PROBLEM REQUIREMENTS>
From the records below, return every line containing the word "rollback".

MATERIAL PROVIDED>
==*==
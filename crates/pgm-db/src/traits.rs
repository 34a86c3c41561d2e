//! Database session trait definition

use crate::error::DbResult;
use async_trait::async_trait;
use pgm_core::Migration;

/// Database session abstraction for the migration engine.
///
/// Implementations must be Send + Sync for async operation.
#[async_trait]
pub trait Database: Send + Sync {
    /// Execute a single SQL statement, returning the affected-row count
    async fn execute(&self, sql: &str) -> DbResult<u64>;

    /// Raise the session's isolation to the strictest level the backend offers
    async fn set_strictest_isolation(&self) -> DbResult<()>;

    /// Whether the migration tracking table exists
    async fn tracking_table_exists(&self) -> DbResult<bool>;

    /// Create the tracking table (idempotent)
    async fn create_tracking_table(&self) -> DbResult<()>;

    /// Take an exclusive lock on the tracking table.
    ///
    /// The lock is transaction-scoped: call inside `begin`/`commit` and it
    /// serializes concurrent runners for the rest of the transaction.
    async fn lock_tracking_table(&self) -> DbResult<()>;

    /// All applied migrations, ordered by ordinal ascending.
    ///
    /// Read-only; assumes the tracking table exists (bootstrapping is the
    /// runner's job).
    async fn applied_migrations(&self) -> DbResult<Vec<Migration>>;

    /// Record one applied migration in the tracking table
    async fn record_migration(&self, migration: &Migration) -> DbResult<()>;

    /// Open a transaction
    async fn begin(&self) -> DbResult<()>;

    /// Commit the open transaction
    async fn commit(&self) -> DbResult<()>;

    /// Roll back the open transaction
    async fn rollback(&self) -> DbResult<()>;

    /// Backend identifier for logging
    fn db_type(&self) -> &'static str;
}
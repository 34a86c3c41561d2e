//! Sequential apply-and-record migration runner.
//!
//! One `run()` call bootstraps the tracking table, takes an exclusive lock
//! on it, reconciles the catalog against recorded history, and applies the
//! pending suffix in order, recording one history row per migration.
//!
//! The whole run executes inside a single transaction: the ACCESS EXCLUSIVE
//! lock is transaction-scoped, so holding it for the run's duration forces
//! one enclosing transaction, and a failure anywhere rolls back both the
//! applied statements and their history rows together. Concurrent runners
//! block on the lock, then re-read history and find nothing pending.

use crate::error::{RunnerError, RunnerResult};
use pgm_core::{load_catalog, pending, segment, CoreError, Migration};
use pgm_db::Database;
use serde::Serialize;
use std::fs;
use std::path::PathBuf;
use std::sync::Arc;
use std::time::Instant;

/// Summary of one migration run
#[derive(Debug, Clone, Serialize)]
pub struct RunReport {
    /// Migrations declared in the catalog
    pub total: usize,

    /// Migrations already recorded before this run
    pub previously_applied: usize,

    /// Names applied by this run, in apply order
    pub applied: Vec<String>,

    /// Wall-clock duration of the run
    pub elapsed_secs: f64,
}

/// Migration runner: an immutable context over a database session and the
/// manifest base directory. All state lives in the database and on disk;
/// calls have no hidden ordering dependencies between them.
pub struct Runner {
    db: Arc<dyn Database>,
    base: PathBuf,
}

impl Runner {
    /// Create a runner for the manifest rooted at `base`
    pub fn new(db: Arc<dyn Database>, base: impl Into<PathBuf>) -> Self {
        Self {
            db,
            base: base.into(),
        }
    }

    /// Apply all pending migrations and record them.
    ///
    /// Any error aborts the run, rolls back the transaction, and releases
    /// the lock; previously committed runs are never touched.
    pub async fn run(&self) -> RunnerResult<RunReport> {
        let started = Instant::now();
        log::debug!(
            "migration run starting against {} (base: {})",
            self.db.db_type(),
            self.base.display()
        );

        self.db.set_strictest_isolation().await?;
        self.bootstrap().await?;

        self.db.begin().await?;
        match self.apply_pending().await {
            Ok((total, previously_applied, applied)) => {
                if let Err(commit_err) = self.db.commit().await {
                    let _ = self.db.rollback().await;
                    return Err(commit_err.into());
                }
                let elapsed_secs = started.elapsed().as_secs_f64();
                log::info!(
                    "applied {} of {} migrations in {:.3}s",
                    applied.len(),
                    total,
                    elapsed_secs
                );
                Ok(RunReport {
                    total,
                    previously_applied,
                    applied,
                    elapsed_secs,
                })
            }
            Err(err) => {
                let _ = self.db.rollback().await;
                Err(err)
            }
        }
    }

    /// Create the tracking table when absent
    async fn bootstrap(&self) -> RunnerResult<()> {
        if !self.db.tracking_table_exists().await? {
            log::info!("creating migration tracking table");
            self.db.create_tracking_table().await?;
        }
        Ok(())
    }

    /// Lock, reconcile, and apply; runs inside the open transaction.
    ///
    /// Returns (catalog size, previously applied count, names applied now).
    async fn apply_pending(&self) -> RunnerResult<(usize, usize, Vec<String>)> {
        self.db.lock_tracking_table().await?;

        let catalog = load_catalog(&self.base)?;
        let history = self.db.applied_migrations().await?;
        // Single pass: the lock excludes concurrent changes for the rest of
        // the transaction, so the pending list is not re-evaluated mid-run.
        let pending = pending(&catalog, &history)?;

        if pending.is_empty() {
            log::info!("migration history is up to date, nothing to apply");
        }

        let mut applied = Vec::with_capacity(pending.len());
        for migration in &pending {
            self.apply_one(migration).await?;
            applied.push(migration.name.clone());
        }

        Ok((catalog.len(), history.len(), applied))
    }

    /// Segment one migration file, execute its statements in order, and
    /// record the history row
    async fn apply_one(&self, migration: &Migration) -> RunnerResult<()> {
        let Some(path) = migration.filepath.as_deref() else {
            return Err(RunnerError::MissingSource {
                name: migration.name.clone(),
            });
        };

        let text = fs::read_to_string(path).map_err(|source| CoreError::IoWithPath {
            path: path.display().to_string(),
            source,
        })?;
        let statements = segment(path, &text)?;

        log::info!(
            "applying migration '{}' ({} statements)",
            migration.name,
            statements.len()
        );
        for (index, statement) in statements.iter().enumerate() {
            log::debug!("  statement {}: {}", index, statement);
            self.db
                .execute(statement)
                .await
                .map_err(|source| RunnerError::StatementFailed {
                    migration: migration.name.clone(),
                    index,
                    source,
                })?;
        }

        self.db.record_migration(migration).await?;
        Ok(())
    }
}

#[cfg(test)]
#[path = "runner_test.rs"]
mod tests;
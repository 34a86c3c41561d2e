//! pgm-runner - Migration runner for pgmigrate
//!
//! This crate orchestrates a migration run: tracking-table bootstrap,
//! exclusive locking, catalog/history reconciliation, and the sequential
//! apply-and-record loop.

pub mod error;
pub mod runner;

pub use error::{RunnerError, RunnerResult};
pub use runner::{RunReport, Runner};
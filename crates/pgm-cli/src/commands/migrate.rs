//! Migrate command implementation

use anyhow::Result;
use pgm_runner::Runner;

use crate::cli::GlobalArgs;
use crate::context::RuntimeContext;

/// Execute the migrate command
pub async fn execute(global: &GlobalArgs) -> Result<()> {
    let ctx = RuntimeContext::new(global).await?;

    let runner = Runner::new(ctx.db.clone(), ctx.base.clone());
    let report = runner.run().await?;

    for name in &report.applied {
        println!("  Applied: {}", name);
    }

    println!();
    println!(
        "Applied {} migration{} in {:.2}s ({} previously applied, {} total)",
        report.applied.len(),
        if report.applied.len() == 1 { "" } else { "s" },
        report.elapsed_secs,
        report.previously_applied,
        report.total
    );

    Ok(())
}
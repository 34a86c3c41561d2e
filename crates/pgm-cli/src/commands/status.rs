//! Status command implementation

use anyhow::Result;
use pgm_core::{load_catalog, pending};
use pgm_db::Database;

use crate::cli::GlobalArgs;
use crate::context::RuntimeContext;

/// Execute the status command
pub async fn execute(global: &GlobalArgs) -> Result<()> {
    let ctx = RuntimeContext::new(global).await?;

    let catalog = load_catalog(&ctx.base)?;
    let history = if ctx.db.tracking_table_exists().await? {
        ctx.db.applied_migrations().await?
    } else {
        Vec::new()
    };
    let pending = pending(&catalog, &history)?;

    for row in &history {
        let stamp = row
            .created
            .map(|created| created.format("%Y-%m-%d %H:%M:%S UTC").to_string())
            .unwrap_or_default();
        println!("  applied  {:<40} {}", row.name, stamp);
    }
    for migration in &pending {
        println!("  pending  {}", migration.name);
    }

    println!();
    println!("{} applied, {} pending", history.len(), pending.len());

    Ok(())
}
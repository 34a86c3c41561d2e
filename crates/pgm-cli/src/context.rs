//! Runtime context for CLI commands

use anyhow::{bail, Context, Result};
use pgm_core::ConnectParams;
use pgm_db::{Database, PostgresBackend};
use std::path::{Path, PathBuf};
use std::sync::Arc;

use crate::cli::GlobalArgs;

/// Runtime context containing the database session and manifest base path
pub struct RuntimeContext {
    /// Database session
    pub db: Arc<dyn Database>,

    /// Directory containing the manifest and migrations/
    pub base: PathBuf,
}

impl RuntimeContext {
    /// Create a new runtime context from global arguments
    pub async fn new(args: &GlobalArgs) -> Result<Self> {
        let params = resolve_params(args)?;
        let db: Arc<dyn Database> = Arc::new(
            PostgresBackend::connect(&params)
                .await
                .context("Failed to connect to database")?,
        );

        Ok(Self {
            db,
            base: PathBuf::from(&args.base_dir),
        })
    }
}

/// Resolve connection parameters: environment file first, direct flags on
/// top, `--option` pairs appended.
pub fn resolve_params(args: &GlobalArgs) -> Result<ConnectParams> {
    let mut params = match &args.config {
        Some(config) => ConnectParams::from_env_file(Path::new(config), &args.environment)
            .context("Failed to load connection config")?,
        None => ConnectParams::default(),
    };

    if args.host.is_some() {
        params.host = args.host.clone();
    }
    if args.port.is_some() {
        params.port = args.port;
    }
    if args.dbname.is_some() {
        params.dbname = args.dbname.clone();
    }
    if args.user.is_some() {
        params.user = args.user.clone();
    }
    if args.password.is_some() {
        params.password = args.password.clone();
    }
    params.extra.extend(args.options.iter().cloned());

    if params.dbname.is_none() {
        bail!("no database name configured; pass --dbname or --config with --environment");
    }

    Ok(params)
}

#[cfg(test)]
#[path = "context_test.rs"]
mod tests;
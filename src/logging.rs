use tracing_subscriber::EnvFilter;

const DEFAULT_FILTER: &str = "info";

/// Installs the fmt subscriber, filtered by `RUST_LOG` when set. A second
/// call is a no-op.
pub fn init_tracing() {
    let filter =
        EnvFilter::try_from_default_env().unwrap_or_else(|_| EnvFilter::new(DEFAULT_FILTER));
    let _ = tracing_subscriber::fmt()
        .with_env_filter(filter)
        .with_target(false)
        .with_thread_ids(false)
        .with_line_number(false)
        .try_init();
}
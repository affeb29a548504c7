use crate::pulse::types::{FilterState, SortDirection, SortField, Token};
use std::cmp::Ordering;

enum SortValue<'a> {
    Number(f64),
    Text(&'a str),
    Unsupported,
}

fn sort_value(token: &Token, field: SortField) -> SortValue<'_> {
    match field {
        SortField::Id => SortValue::Text(&token.id),
        SortField::Symbol => SortValue::Text(&token.symbol),
        SortField::Name => SortValue::Text(&token.name),
        SortField::Price => SortValue::Number(token.price),
        SortField::PriceChange24h => SortValue::Number(token.price_change_24h),
        SortField::Volume24h => SortValue::Number(token.volume_24h),
        SortField::MarketCap => SortValue::Number(token.market_cap),
        SortField::Liquidity => SortValue::Number(token.liquidity),
        SortField::HolderCount => SortValue::Number(token.holder_count as f64),
        SortField::Timestamp => SortValue::Number(token.timestamp as f64),
        SortField::Unsupported => SortValue::Unsupported,
    }
}

/// Case-insensitive code point ordering; lowercase sorts first when two
/// strings differ only by case. Accents are not folded, so `é` sorts after `z`.
pub fn collate(left: &str, right: &str) -> Ordering {
    left.chars()
        .flat_map(char::to_lowercase)
        .cmp(right.chars().flat_map(char::to_lowercase))
        .then_with(|| right.cmp(left))
}

/// Pairs that cannot be compared are equal, so a stable sort leaves them in place.
pub fn compare_by(
    left: &Token,
    right: &Token,
    field: SortField,
    direction: SortDirection,
) -> Ordering {
    let ordering = match (sort_value(left, field), sort_value(right, field)) {
        (SortValue::Number(a), SortValue::Number(b)) => {
            a.partial_cmp(&b).unwrap_or(Ordering::Equal)
        }
        (SortValue::Text(a), SortValue::Text(b)) => collate(a, b),
        _ => Ordering::Equal,
    };

    match direction {
        SortDirection::Asc => ordering,
        SortDirection::Desc => ordering.reverse(),
    }
}

/// Stable: ties keep their input order in both directions.
pub fn sort_tokens(tokens: &mut [Token], field: SortField, direction: SortDirection) {
    tokens.sort_by(|left, right| compare_by(left, right, field, direction));
}

fn matches_search(token: &Token, needle: Option<&str>) -> bool {
    let Some(needle) = needle else {
        return true;
    };
    token.symbol.to_lowercase().contains(needle) || token.name.to_lowercase().contains(needle)
}

pub fn matches_filters(token: &Token, filters: &FilterState, needle: Option<&str>) -> bool {
    matches_search(token, needle)
        && filters.price_range.contains(token.price)
        && filters.volume_range.contains(token.volume_24h)
        && (filters.columns.is_empty() || token.has_any_column(&filters.columns))
}

pub fn project(entities: &[Token], filters: &FilterState) -> Vec<Token> {
    let needle = (!filters.search.is_empty()).then(|| filters.search.to_lowercase());
    let mut projected: Vec<Token> = entities
        .iter()
        .filter(|token| matches_filters(token, filters, needle.as_deref()))
        .cloned()
        .collect();

    sort_tokens(&mut projected, filters.sort_by, filters.sort_direction);
    projected
}

#[cfg(test)]
mod tests {
    use super::*;
    use crate::pulse::types::tests::sample_token;
    use crate::pulse::types::{ColumnKind, NumericRange};

    fn ids(tokens: &[Token]) -> Vec<&str> {
        tokens.iter().map(|token| token.id.as_str()).collect()
    }

    fn mixed_tokens() -> Vec<Token> {
        let mut alpha = sample_token("alpha", 5.0);
        alpha.name = "Alpha Whale".to_string();
        alpha.volume_24h = 10.0;
        alpha.is_new = true;

        let mut beta = sample_token("beta", 50.0);
        beta.symbol = "BOGE".to_string();
        beta.volume_24h = 500.0;
        beta.is_migrated = true;

        let mut gamma = sample_token("gamma", 500.0);
        gamma.volume_24h = 5_000.0;
        gamma.is_final_stretch = true;
        gamma.is_migrated = true;

        vec![alpha, beta, gamma]
    }

    #[test]
    fn default_filters_return_every_entity() {
        let tokens = mixed_tokens();
        let projected = project(&tokens, &FilterState::default());
        assert_eq!(ids(&projected), vec!["gamma", "beta", "alpha"]);
    }

    #[test]
    fn collate_ignores_case_but_not_accents() {
        assert_eq!(collate("alpha", "BETA"), Ordering::Less);
        assert_eq!(collate("Zed", "zed"), Ordering::Greater);
        assert_eq!(collate("zulu", "\u{e9}clair"), Ordering::Less);
    }

    #[test]
    fn empty_input_projects_to_empty_output() {
        assert!(project(&[], &FilterState::default()).is_empty());
    }

    #[test]
    fn search_matches_symbol_or_name_case_insensitively() {
        let tokens = mixed_tokens();
        let filters = FilterState {
            search: "whALE".to_string(),
            ..FilterState::default()
        };
        assert_eq!(ids(&project(&tokens, &filters)), vec!["alpha"]);

        let filters = FilterState {
            search: "boge".to_string(),
            ..FilterState::default()
        };
        assert_eq!(ids(&project(&tokens, &filters)), vec!["beta"]);
    }

    #[test]
    fn ranges_are_inclusive_on_both_ends() {
        let tokens = mixed_tokens();
        let filters = FilterState {
            price_range: NumericRange::new(5.0, 50.0),
            volume_range: NumericRange::new(10.0, 500.0),
            ..FilterState::default()
        };
        assert_eq!(ids(&project(&tokens, &filters)), vec!["beta", "alpha"]);
    }

    #[test]
    fn columns_use_any_flag_membership() {
        let tokens = mixed_tokens();
        let filters = FilterState {
            columns: vec![ColumnKind::Migrated],
            ..FilterState::default()
        };
        assert_eq!(ids(&project(&tokens, &filters)), vec!["gamma", "beta"]);

        let filters = FilterState {
            columns: vec![ColumnKind::NewPairs, ColumnKind::FinalStretch],
            ..FilterState::default()
        };
        assert_eq!(ids(&project(&tokens, &filters)), vec!["gamma", "alpha"]);
    }

    #[test]
    fn empty_columns_do_not_restrict() {
        let mut tokens = mixed_tokens();
        tokens.push(sample_token("flagless", 1.0));
        let filters = FilterState {
            columns: Vec::new(),
            ..FilterState::default()
        };
        assert_eq!(project(&tokens, &filters).len(), 4);

        let projected = project(&tokens, &FilterState::default());
        assert!(!ids(&projected).contains(&"flagless"));
    }

    #[test]
    fn sort_is_stable_for_ties_in_both_directions() {
        let tokens = vec![
            sample_token("first", 7.0),
            sample_token("low", 1.0),
            sample_token("second", 7.0),
            sample_token("third", 7.0),
        ];

        let mut ascending = tokens.clone();
        sort_tokens(&mut ascending, SortField::Price, SortDirection::Asc);
        assert_eq!(ids(&ascending), vec!["low", "first", "second", "third"]);

        let mut descending = tokens;
        sort_tokens(&mut descending, SortField::Price, SortDirection::Desc);
        assert_eq!(ids(&descending), vec!["first", "second", "third", "low"]);
    }

    #[test]
    fn unsupported_sort_field_keeps_input_order() {
        let tokens = mixed_tokens();
        let filters = FilterState {
            sort_by: SortField::Unsupported,
            ..FilterState::default()
        };
        assert_eq!(ids(&project(&tokens, &filters)), vec!["alpha", "beta", "gamma"]);
    }

    #[test]
    fn text_fields_sort_case_insensitively() {
        let mut lower = sample_token("one", 1.0);
        lower.symbol = "sol".to_string();
        let mut upper = sample_token("two", 1.0);
        upper.symbol = "SOL".to_string();
        let mut bitcoin = sample_token("three", 1.0);
        bitcoin.symbol = "BTC".to_string();

        let mut tokens = vec![upper, lower, bitcoin];
        sort_tokens(&mut tokens, SortField::Symbol, SortDirection::Asc);
        assert_eq!(ids(&tokens), vec!["three", "one", "two"]);
    }
}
==*==
EXERCISE ANSWER>
    async fn rollback(&self) -> DbResult<()>;
                    let _ = self.db.rollback().await;
                let _ = self.db.rollback().await;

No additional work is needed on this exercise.